* What you are asked to do *
The entries should be written out again exactly as they read.

Records from a dataset
= = =

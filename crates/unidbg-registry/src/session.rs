//! A debugging session: one host, one registry, one detected library version.

use unidbg_core::{Host, Version};

use crate::error::{FormatError, Result};
use crate::formatter::{Formatter, RenderContext, Rendered, Visualizer};
use crate::registry::FormatterRegistry;

/// How many times formatters may hand a value back before rendering gives up.
pub const MAX_DELEGATION_DEPTH: usize = 8;

/// Binds a registry to a host for the lifetime of a debugging session.
///
/// The library version is detected once, on attach. If the host cannot
/// report it, no version-gated formatter applies and every value falls back
/// to the host's default rendering.
pub struct Session<H: Host> {
    host: H,
    registry: FormatterRegistry<H>,
    version: Option<Version>,
}

impl<H: Host> Session<H> {
    /// Attach a registry to a host and detect the library version.
    pub fn attach(host: H, registry: FormatterRegistry<H>) -> Self {
        let version = match host.detected_library_version() {
            Ok(version) => {
                log::debug!("detected library version {version}");
                Some(version)
            }
            Err(e) => {
                log::warn!("{e}; formatters are disabled for this session");
                None
            }
        };
        Session {
            host,
            registry,
            version,
        }
    }

    /// Replace the detected version, e.g. from user configuration.
    pub fn with_version(mut self, version: Version) -> Self {
        log::debug!("library version overridden to {version}");
        self.version = Some(version);
        self
    }

    /// The host.
    pub fn host(&self) -> &H {
        &self.host
    }

    /// The registry.
    pub fn registry(&self) -> &FormatterRegistry<H> {
        &self.registry
    }

    /// Mutable access to the registry, for enable/disable toggles.
    pub fn registry_mut(&mut self) -> &mut FormatterRegistry<H> {
        &mut self.registry
    }

    /// The library version formatters are gated on, if known.
    pub fn version(&self) -> Option<&Version> {
        self.version.as_ref()
    }

    /// Find and build the formatter for a value, if any applies.
    pub fn lookup(&self, value: &H::Value) -> Result<Option<Box<dyn Formatter<H>>>> {
        let Some(version) = &self.version else {
            return Ok(None);
        };
        let Some(type_name) = self.host.type_name(value) else {
            return Ok(None);
        };
        match self.registry.resolve(&type_name, version) {
            Some(id) => self
                .registry
                .instantiate(id, &self.host, value.clone())
                .map(Some),
            None => Ok(None),
        }
    }

    /// Render a value to display text.
    ///
    /// Uses the matching formatter when there is one, and the host's default
    /// representation otherwise. Errors are scoped to this value.
    pub fn render(&self, value: &H::Value) -> Result<String> {
        self.render_at_depth(value, 0)
    }

    fn render_at_depth(&self, value: &H::Value, depth: usize) -> Result<String> {
        if depth > MAX_DELEGATION_DEPTH {
            return Err(FormatError::DelegationDepth {
                limit: MAX_DELEGATION_DEPTH,
            });
        }
        let Some(formatter) = self.lookup(value)? else {
            return Ok(self.host.default_text(value)?);
        };
        let cx = RenderContext::new(&self.host, self);
        match formatter.to_display(&cx)? {
            Rendered::Text(text) => Ok(text),
            Rendered::Value(inner) => self.render_at_depth(&inner, depth + 1),
        }
    }
}

impl<H: Host> Visualizer<H> for Session<H> {
    fn find(&self, _host: &H, value: &H::Value) -> Result<Option<Box<dyn Formatter<H>>>> {
        self.lookup(value)
    }
}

= = =

* Written response *
filename crates/unidbg-registry/src/session.rs
//! A debugging session: one host, one registry, one detected library version.

use unidbg_core::{Host, Version};

use crate::error::{FormatError, Result};
use crate::formatter::{Formatter, RenderContext, Rendered, Visualizer};
use crate::registry::FormatterRegistry;

/// How many times formatters may hand a value back before rendering gives up.
pub const MAX_DELEGATION_DEPTH: usize = 8;

/// Binds a registry to a host for the lifetime of a debugging session.
///
/// The library version is detected once, on attach. If the host cannot
/// report it, no version-gated formatter applies and every value falls back
/// to the host's default rendering.
pub struct Session<H: Host> {
    host: H,
    registry: FormatterRegistry<H>,
    version: Option<Version>,
}

impl<H: Host> Session<H> {
    /// Attach a registry to a host and detect the library version.
    pub fn attach(host: H, registry: FormatterRegistry<H>) -> Self {
        let version = match host.detected_library_version() {
            Ok(version) => {
                log::debug!("detected library version {version}");
                Some(version)
            }
            Err(e) => {
                log::warn!("{e}; formatters are disabled for this session");
                None
            }
        };
        Session {
            host,
            registry,
            version,
        }
    }

    /// Replace the detected version, e.g. from user configuration.
    pub fn with_version(mut self, version: Version) -> Self {
        log::debug!("library version overridden to {version}");
        self.version = Some(version);
        self
    }

    /// The host.
    pub fn host(&self) -> &H {
        &self.host
    }

    /// The registry.
    pub fn registry(&self) -> &FormatterRegistry<H> {
        &self.registry
    }

    /// Mutable access to the registry, for enable/disable toggles.
    pub fn registry_mut(&mut self) -> &mut FormatterRegistry<H> {
        &mut self.registry
    }

    /// The library version formatters are gated on, if known.
    pub fn version(&self) -> Option<&Version> {
        self.version.as_ref()
    }

    /// Find and build the formatter for a value, if any applies.
    pub fn lookup(&self, value: &H::Value) -> Result<Option<Box<dyn Formatter<H>>>> {
        let Some(version) = &self.version else {
            return Ok(None);
        };
        let Some(type_name) = self.host.type_name(value) else {
            return Ok(None);
        };
        match self.registry.resolve(&type_name, version) {
            Some(id) => self
                .registry
                .instantiate(id, &self.host, value.clone())
                .map(Some),
            None => Ok(None),
        }
    }

    /// Render a value to display text.
    ///
    /// Uses the matching formatter when there is one, and the host's default
    /// representation otherwise. Errors are scoped to this value.
    pub fn render(&self, value: &H::Value) -> Result<String> {
        self.render_at_depth(value, 0)
    }

    fn render_at_depth(&self, value: &H::Value, depth: usize) -> Result<String> {
        if depth > MAX_DELEGATION_DEPTH {
            return Err(FormatError::DelegationDepth {
                limit: MAX_DELEGATION_DEPTH,
            });
        }
        let Some(formatter) = self.lookup(value)? else {
            return Ok(self.host.default_text(value)?);
        };
        let cx = RenderContext::new(&self.host, self);
        match formatter.to_display(&cx)? {
            Rendered::Text(text) => Ok(text),
            Rendered::Value(inner) => self.render_at_depth(&inner, depth + 1),
        }
    }
}

impl<H: Host> Visualizer<H> for Session<H> {
    fn find(&self, _host: &H, value: &H::Value) -> Result<Option<Box<dyn Formatter<H>>>> {
        self.lookup(value)
    }
}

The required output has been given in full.